Nav: Home

On the way to fighting staph infections with the body's immune system

May 15, 2019

Researchers have gained a greater understanding of the biology of staphylococcus skin infections in mice and how the mouse immune system mobilizes to fight them. A study appears this week in the Proceedings of the National Academy of Sciences of the United States of America. Community acquired methicillin-resistant Staphylococcus aureus (CA-MRSA) typically causes skin infections but can spread throughout the body to cause invasive infections such as sepsis, and possibly death.

These CA-MRSA bacteria are becoming increasingly resistant to multiple antibiotics, making them especially difficult to treat. In healthy people, the body's natural immune defenses typically keep CA-MRSA infections in the skin, and appropriate antibiotics can effectively treat them.

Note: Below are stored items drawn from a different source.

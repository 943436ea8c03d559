//! Jikan API v4 client implementation.
//!
//! This module provides an HTTP client for the anime search endpoint of the
//! Jikan API (MyAnimeList unofficial API).

pub mod client;
pub mod types;

pub use client::JikanClient;
pub use types::{AnimeCandidate, SearchResponse};
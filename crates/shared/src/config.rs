//! Configuration management for the converter.
//!
//! This module handles loading and parsing configuration from TOML files,
//! with sensible defaults for all settings.

use anyhow::{Context, Result};
use serde::{Deserialize, Serialize};
use std::path::{Path, PathBuf};
use std::time::Duration;

/// Main configuration structure
#[derive(Debug, Clone, Serialize, Deserialize)]
pub struct Config {
    /// Input/output file locations
    pub files: FilesConfig,

    /// Export header settings
    pub export: ExportConfig,

    /// Title resolution settings
    pub resolver: ResolverConfig,

    /// Logging settings
    pub logging: LoggingConfig,
}

/// File locations
#[derive(Debug, Clone, Serialize, Deserialize)]
pub struct FilesConfig {
    /// Source JSON export
    pub input: String,

    /// MAL XML import document to write
    pub output: String,

    /// Unresolved-title log, written only when titles were skipped
    pub skip_log: String,
}

/// Export header configuration
#[derive(Debug, Clone, Serialize, Deserialize)]
pub struct ExportConfig {
    /// MAL username stamped into the myinfo header
    pub user_name: String,
}

/// Title resolution configuration
#[derive(Debug, Clone, Serialize, Deserialize)]
pub struct ResolverConfig {
    /// Jikan API base URL
    pub base_url: String,

    /// Politeness delay after each successful match, in milliseconds
    pub delay_ms: u64,

    /// Total search attempts per title (first try included)
    pub max_attempts: u32,
}

/// Logging configuration
#[derive(Debug, Clone, Serialize, Deserialize)]
pub struct LoggingConfig {
    /// Log directory path
    pub log_dir: String,

    /// Default log level (trace, debug, info, warn, error)
    pub default_level: String,

    /// Enable console output
    pub console: bool,

    /// Enable file output
    pub file: bool,

    /// Enable JSON formatting for file logs
    pub json_format: bool,
}

impl ResolverConfig {
    /// Politeness delay as a `Duration`
    pub fn delay(&self) -> Duration {
        Duration::from_millis(self.delay_ms)
    }
}

impl LoggingConfig {
    /// Parsed log level, falling back to INFO on an invalid value
    pub fn level(&self) -> tracing::Level {
        self.default_level.parse().unwrap_or(tracing::Level::INFO)
    }
}

impl Default for Config {
    fn default() -> Self {
        Self {
            files: FilesConfig {
                input: "export.json".to_string(),
                output: "convert.xml".to_string(),
                skip_log: "skipped_titles.txt".to_string(),
            },
            export: ExportConfig {
                user_name: "your_username".to_string(),
            },
            resolver: ResolverConfig {
                base_url: "https://api.jikan.moe/v4".to_string(),
                delay_ms: 1500,
                max_attempts: 3,
            },
            logging: LoggingConfig {
                log_dir: "logs".to_string(),
                default_level: "info".to_string(),
                console: true,
                file: false,
                json_format: false,
            },
        }
    }
}

impl Config {
    /// Load configuration from a TOML file
    ///
    /// If the file doesn't exist, returns the default configuration.
    pub fn from_file(path: impl AsRef<Path>) -> Result<Self> {
        let path = path.as_ref();

        if !path.exists() {
            tracing::warn!(
                path = %path.display(),
                "Config file not found, using defaults"
            );
            return Ok(Self::default());
        }

        let content = std::fs::read_to_string(path)
            .with_context(|| format!("Failed to read config file: {}", path.display()))?;

        let config: Config = toml::from_str(&content)
            .with_context(|| format!("Failed to parse config file: {}", path.display()))?;

        tracing::info!(
            path = %path.display(),
            "Configuration loaded successfully"
        );

        Ok(config)
    }

    /// Load configuration from a TOML file or fall back to defaults
    pub fn load_or_default(path: impl AsRef<Path>) -> Self {
        Self::from_file(path).unwrap_or_else(|e| {
            tracing::warn!(error = %e, "Failed to load config, using defaults");
            Self::default()
        })
    }

    /// Save configuration to a TOML file
    pub fn save(&self, path: impl AsRef<Path>) -> Result<()> {
        let path = path.as_ref();

        let content = toml::to_string_pretty(self)
            .context("Failed to serialize configuration")?;

        std::fs::write(path, content)
            .with_context(|| format!("Failed to write config file: {}", path.display()))?;

        tracing::info!(
            path = %path.display(),
            "Configuration saved successfully"
        );

        Ok(())
    }

    /// Path of the source JSON export
    pub fn input_path(&self) -> PathBuf {
        PathBuf::from(&self.files.input)
    }

    /// Path of the XML import document to write
    pub fn output_path(&self) -> PathBuf {
        PathBuf::from(&self.files.output)
    }

    /// Path of the skipped-titles log
    pub fn skip_log_path(&self) -> PathBuf {
        PathBuf::from(&self.files.skip_log)
    }

    /// Path of the log directory
    pub fn log_dir(&self) -> PathBuf {
        PathBuf::from(&self.logging.log_dir)
    }
}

However, patients who are immunocompromised have difficulty fighting the bacteria, which can become invasive and cause life-threating infections.

"While the human immune responses that protect against S. aureus infections have remained elusive, we have as a start determined in mice that protective immunity against MRSA is orchestrated by specific immune cells called gamma/delta T cells, which upon infection travel from the lymph nodes to the infected skin to initiate the protective host response," says Lloyd Miller, M.D., Ph.D., an associate professor of dermatology at the Johns Hopkins University School of Medicine.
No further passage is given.